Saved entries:
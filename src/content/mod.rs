pub mod records;
pub mod store;

use crate::errors::{BulletinError, BulletinResult};
use anyhow::Result;
use chrono::{DateTime, Utc};
use records::IntoShareable;
use serde::{Deserialize, Serialize};
use std::cmp::Ordering;
use std::fmt;
use std::sync::Arc;
use tracing::{debug, warn};

pub use store::{ContentStore, HttpContentStore};

#[derive(Debug, Clone, Copy, PartialEq, Eq, Hash, PartialOrd, Ord, Serialize, Deserialize)]
pub enum ContentCategory {
    Person,
    News,
    Activity,
    Place,
    Legend,
}

impl ContentCategory {
    pub const ALL: [Self; 5] = [
        Self::Person,
        Self::News,
        Self::Activity,
        Self::Place,
        Self::Legend,
    ];

    pub fn as_str(self) -> &'static str {
        match self {
            Self::Person => "person",
            Self::News => "news",
            Self::Activity => "activity",
            Self::Place => "place",
            Self::Legend => "legend",
        }
    }
}

impl fmt::Display for ContentCategory {
    fn fmt(&self, f: &mut fmt::Formatter<'_>) -> fmt::Result {
        f.write_str(self.as_str())
    }
}

impl std::str::FromStr for ContentCategory {
    type Err = BulletinError;

    fn from_str(s: &str) -> Result<Self, Self::Err> {
        match s.trim().to_lowercase().as_str() {
            "person" | "persons" => Ok(Self::Person),
            "news" => Ok(Self::News),
            "activity" | "activities" => Ok(Self::Activity),
            "place" | "places" => Ok(Self::Place),
            "legend" | "legends" => Ok(Self::Legend),
            other => Err(BulletinError::validation(format!(
                "unknown content category: {}",
                other
            ))),
        }
    }
}

#[derive(Debug, Clone, Copy, PartialEq, Eq, Hash, Serialize, Deserialize)]
pub enum MediaKind {
    Image,
    Video,
    Panorama,
}

#[derive(Debug, Clone, PartialEq, Eq, Serialize, Deserialize)]
pub struct MediaRef {
    pub kind: MediaKind,
    pub url: String,
}

/// A value that may be present in English, Arabic, both or neither.
#[derive(Debug, Clone, Default, PartialEq, Serialize, Deserialize)]
pub struct Bilingual {
    pub en: Option<String>,
    pub ar: Option<String>,
}

/// Category-specific structured fields.
#[derive(Debug, Clone, PartialEq, Serialize, Deserialize)]
pub enum ItemDetails {
    Person {
        alias: Bilingual,
        date_of_record: Option<String>,
        birth_place: Bilingual,
        place_of_record: Bilingual,
        family_status: Bilingual,
    },
    News {
        published_date: Option<String>,
        source: Bilingual,
    },
    Activity {
        date: Option<String>,
        location: Bilingual,
        organizer: Bilingual,
    },
    Place {
        location: Bilingual,
        coordinates: Option<(f64, f64)>,
    },
    Legend {
        era: Bilingual,
        region: Bilingual,
    },
}

/// Read-only projection of a content record, ready to be formatted and sent.
#[derive(Debug, Clone, PartialEq, Serialize, Deserialize)]
pub struct ShareableItem {
    pub id: String,
    pub category: ContentCategory,
    /// Falls back to the English title when the record has no name.
    pub name_en: String,
    pub name_ar: String,
    pub title_en: Option<String>,
    pub title_ar: Option<String>,
    pub description_en: Option<String>,
    pub description_ar: Option<String>,
    pub icon_url: Option<String>,
    pub media_refs: Vec<MediaRef>,
    pub created_at: Option<DateTime<Utc>>,
    pub details: ItemDetails,
}

impl ShareableItem {
    fn matches_text(&self, needle: &str) -> bool {
        [
            Some(self.name_en.as_str()),
            Some(self.name_ar.as_str()),
            self.title_en.as_deref(),
            self.title_ar.as_deref(),
            self.description_en.as_deref(),
            self.description_ar.as_deref(),
        ]
        .into_iter()
        .flatten()
        .any(|field| field.to_lowercase().contains(needle))
    }
}

#[derive(Debug, Clone, Default)]
pub struct ContentFilter {
    pub category: Option<ContentCategory>,
    pub search_text: Option<String>,
}

impl ContentFilter {
    fn includes(&self, category: ContentCategory) -> bool {
        self.category.is_none_or(|c| c == category)
    }

    fn needle(&self) -> Option<String> {
        self.search_text
            .as_deref()
            .map(str::trim)
            .filter(|s| !s.is_empty())
            .map(str::to_lowercase)
    }
}

/// Merges every content source into one newest-first list of items.
pub struct ContentAggregator {
    store: Arc<dyn ContentStore>,
}

impl ContentAggregator {
    pub fn new(store: Arc<dyn ContentStore>) -> Self {
        Self { store }
    }

    /// Fetch, normalize, filter and sort. A failing source contributes nothing.
    pub async fn fetch_all(&self, filter: &ContentFilter) -> Vec<ShareableItem> {
        let store = &self.store;
        let (persons, news, activities, places, legends) = tokio::join!(
            source(filter, store.persons()),
            source(filter, store.news()),
            source(filter, store.activities()),
            source(filter, store.places()),
            source(filter, store.legends()),
        );

        let mut items: Vec<ShareableItem> = persons
            .into_iter()
            .chain(news)
            .chain(activities)
            .chain(places)
            .chain(legends)
            .collect();

        if let Some(needle) = filter.needle() {
            items.retain(|item| item.matches_text(&needle));
        }
        sort_newest_first(&mut items);
        debug!("aggregated {} content items", items.len());
        items
    }

    pub async fn fetch_item(&self, id: &str) -> BulletinResult<ShareableItem> {
        self.fetch_all(&ContentFilter::default())
            .await
            .into_iter()
            .find(|item| item.id == id)
            .ok_or_else(|| BulletinError::not_found("content item", id))
    }
}

async fn source<R, F>(filter: &ContentFilter, fetch: F) -> Vec<ShareableItem>
where
    R: IntoShareable,
    F: Future<Output = Result<Vec<R>>>,
{
    if !filter.includes(R::CATEGORY) {
        return Vec::new();
    }
    match fetch.await {
        Ok(records) => records.into_iter().map(IntoShareable::into_item).collect(),
        Err(e) => {
            warn!("content source '{}' unavailable: {:#}", R::CATEGORY, e);
            Vec::new()
        }
    }
}

/// `created_at` descending, undated items last, ties by id.
pub fn sort_newest_first(items: &mut [ShareableItem]) {
    items.sort_by(|a, b| {
        let by_date = match (a.created_at, b.created_at) {
            (Some(x), Some(y)) => y.cmp(&x),
            (Some(_), None) => Ordering::Less,
            (None, Some(_)) => Ordering::Greater,
            (None, None) => Ordering::Equal,
        };
        by_date.then_with(|| a.id.cmp(&b.id))
    });
}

WHAT YOU SHOULD DO → A copy of each line above that holds the word "warn" is the expected answer.

SOLUTION →
use tracing::{debug, warn};
            warn!("content source '{}' unavailable: {:#}", R::CATEGORY, e);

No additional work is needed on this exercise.